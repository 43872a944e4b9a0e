pub mod api_client;
pub mod assistant;
pub mod config_service;
pub mod notify;

pub use api_client::ApiClient;
pub use assistant::{AssistantBackend, AssistantOrchestrator, OpenParams, SessionSnapshot};
pub use notify::{LogNotifier, Notice, NoticeLevel, Notifier};
use std::sync::Arc;

use log::warn;
use serde::Serialize;

use crate::error::{Error, Result};
use crate::models::Worldview;
use crate::services::{ApiClient, Notifier};

use super::projects::upsert;

#[derive(Debug, Clone, Default, Serialize)]
#[serde(rename_all = "camelCase")]
pub struct WorldviewForm {
    #[serde(skip)]
    pub id: Option<i64>,
    pub project_id: i64,
    pub parent_id: Option<i64>,
    pub category: String,
    pub title: String,
    pub description: Option<String>,
    pub tags: Vec<String>,
    pub importance: u8,
}

pub struct WorldviewScreen {
    api: Arc<ApiClient>,
    notices: Arc<dyn Notifier>,
    pub entries: Vec<Worldview>,
    pub loading: bool,
}

impl WorldviewScreen {
    pub fn new(api: Arc<ApiClient>, notices: Arc<dyn Notifier>) -> Self {
        Self {
            api,
            notices,
            entries: Vec::new(),
            loading: false,
        }
    }

    pub async fn refresh(&mut self, project_id: i64) {
        self.loading = true;
        match self.api.list_worldviews(project_id).await {
            Ok(entries) => self.entries = entries,
            Err(err) => {
                warn!("worldview list failed: {err}");
                self.notices.error("Failed to load worldview entries");
            }
        }
        self.loading = false;
    }

    pub async fn submit(&mut self, form: &WorldviewForm) -> Result<Worldview> {
        if form.title.trim().is_empty() {
            return Err(Error::Validation("title is required".to_string()));
        }
        if form.category.trim().is_empty() {
            return Err(Error::Validation("category is required".to_string()));
        }
        let saved = match form.id {
            Some(id) => self.api.update_worldview(id, form).await,
            None => self.api.create_worldview(form).await,
        };
        match saved {
            Ok(entry) => {
                upsert(&mut self.entries, entry.clone(), |e| e.id);
                self.notices.success("Worldview entry saved");
                Ok(entry)
            }
            Err(err) => {
                self.notices.error("Failed to save worldview entry");
                Err(err)
            }
        }
    }

    pub async fn remove(&mut self, id: i64) -> Result<()> {
        match self.api.delete_worldview(id).await {
            Ok(()) => {
                self.entries.retain(|e| e.id != id);
                self.notices.success("Worldview entry deleted");
                Ok(())
            }
            Err(err) => {
                self.notices.error("Failed to delete worldview entry");
                Err(err)
            }
        }
    }
}
use std::sync::Arc;

use log::warn;
use serde::Serialize;

use crate::error::Result;
use crate::models::{StyleSample, WritingStyle};
use crate::services::{ApiClient, Notifier};

#[derive(Debug, Clone, Default, Serialize)]
#[serde(rename_all = "camelCase")]
pub struct WritingStyleForm {
    pub narrative_perspective: Option<String>,
    pub language_style: Option<String>,
    pub dialogue_style: Option<String>,
    pub description_density: Option<String>,
    pub custom_notes: Option<String>,
    pub style_samples: Vec<StyleSample>,
    pub ai_weight: f32,
    pub is_active: bool,
}

/// A project has at most one writing style preset; saving creates or updates
/// it in one call.
pub struct WritingStyleScreen {
    api: Arc<ApiClient>,
    notices: Arc<dyn Notifier>,
    pub style: Option<WritingStyle>,
    pub loading: bool,
}

impl WritingStyleScreen {
    pub fn new(api: Arc<ApiClient>, notices: Arc<dyn Notifier>) -> Self {
        Self {
            api,
            notices,
            style: None,
            loading: false,
        }
    }

    pub async fn refresh(&mut self, project_id: i64) {
        self.loading = true;
        match self.api.get_writing_style(project_id).await {
            Ok(style) => self.style = style,
            Err(err) => {
                warn!("writing style fetch failed: {err}");
                self.notices.error("Failed to load writing style");
            }
        }
        self.loading = false;
    }

    pub async fn submit(&mut self, project_id: i64, form: &WritingStyleForm) -> Result<WritingStyle> {
        match self.api.save_writing_style(project_id, form).await {
            Ok(style) => {
                self.style = Some(style.clone());
                self.notices.success("Writing style saved");
                Ok(style)
            }
            Err(err) => {
                self.notices.error("Failed to save writing style");
                Err(err)
            }
        }
    }

    pub async fn remove(&mut self) -> Result<()> {
        let Some(style) = self.style.as_ref() else {
            return Ok(());
        };
        match self.api.delete_writing_style(style.id).await {
            Ok(()) => {
                self.style = None;
                self.notices.success("Writing style deleted");
                Ok(())
            }
            Err(err) => {
                self.notices.error("Failed to delete writing style");
                Err(err)
            }
        }
    }
}
use std::sync::Arc;

use log::warn;
use serde::Serialize;

use crate::error::{Error, Result};
use crate::models::{Outline, OutlineNode};
use crate::services::{ApiClient, Notifier};

#[derive(Debug, Clone, Default, Serialize)]
#[serde(rename_all = "camelCase")]
pub struct OutlineGenerateConfig {
    pub story_concept: String,
    pub chapter_count: u32,
    pub outline_level: Option<String>,
}

#[derive(Debug, Clone, Default, Serialize)]
#[serde(rename_all = "camelCase")]
pub struct OutlineNodeForm {
    #[serde(skip)]
    pub id: Option<i64>,
    pub parent_id: Option<i64>,
    pub chapter_num: u32,
    pub title: String,
    pub summary: String,
    pub key_events: Vec<String>,
    pub conflicts: String,
    pub emotional_beat: String,
}

pub struct OutlineScreen {
    api: Arc<ApiClient>,
    notices: Arc<dyn Notifier>,
    pub outline: Option<Outline>,
    pub loading: bool,
}

impl OutlineScreen {
    pub fn new(api: Arc<ApiClient>, notices: Arc<dyn Notifier>) -> Self {
        Self {
            api,
            notices,
            outline: None,
            loading: false,
        }
    }

    pub async fn refresh(&mut self, project_id: i64) {
        self.loading = true;
        match self.api.get_outline(project_id, true).await {
            Ok(outline) => self.outline = Some(outline),
            Err(err) => {
                warn!("outline fetch failed: {err}");
                self.notices.error("Failed to load outline");
            }
        }
        self.loading = false;
    }

    /// Kick off server-side outline generation and replace the local copy
    /// with the result.
    pub async fn generate(
        &mut self,
        project_id: i64,
        config: &OutlineGenerateConfig,
    ) -> Result<()> {
        if config.story_concept.trim().is_empty() {
            return Err(Error::Validation("story concept is required".to_string()));
        }
        self.loading = true;
        let result = self.api.generate_outline(project_id, config).await;
        self.loading = false;
        match result {
            Ok(outline) => {
                self.outline = Some(outline);
                self.notices.success("Outline generated");
                Ok(())
            }
            Err(err) => {
                self.notices.error("Outline generation failed");
                Err(err)
            }
        }
    }

    pub async fn save_node(&mut self, project_id: i64, form: &OutlineNodeForm) -> Result<OutlineNode> {
        if form.title.trim().is_empty() {
            return Err(Error::Validation("title is required".to_string()));
        }
        let saved = match form.id {
            Some(id) => self.api.update_outline_node(id, form).await,
            None => {
                let outline_id = self
                    .outline
                    .as_ref()
                    .map(|o| o.id)
                    .ok_or_else(|| Error::Validation("no outline loaded".to_string()))?;
                self.api.add_outline_node(outline_id, form).await
            }
        };
        match saved {
            Ok(node) => {
                self.refresh(project_id).await;
                self.notices.success("Outline chapter saved");
                Ok(node)
            }
            Err(err) => {
                self.notices.error("Failed to save outline chapter");
                Err(err)
            }
        }
    }

    pub async fn remove_node(&mut self, project_id: i64, node_id: i64) -> Result<()> {
        match self.api.delete_outline_node(node_id).await {
            Ok(()) => {
                self.refresh(project_id).await;
                self.notices.success("Outline chapter deleted");
                Ok(())
            }
            Err(err) => {
                self.notices.error("Failed to delete outline chapter");
                Err(err)
            }
        }
    }
}
pub mod contexts;
pub mod data;
pub mod registries;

***

Assigned task
Which of the lines above carry the string "models"? Copy every one.

The answer
use crate::models::Worldview;
use crate::models::{StyleSample, WritingStyle};
use crate::models::{Outline, OutlineNode};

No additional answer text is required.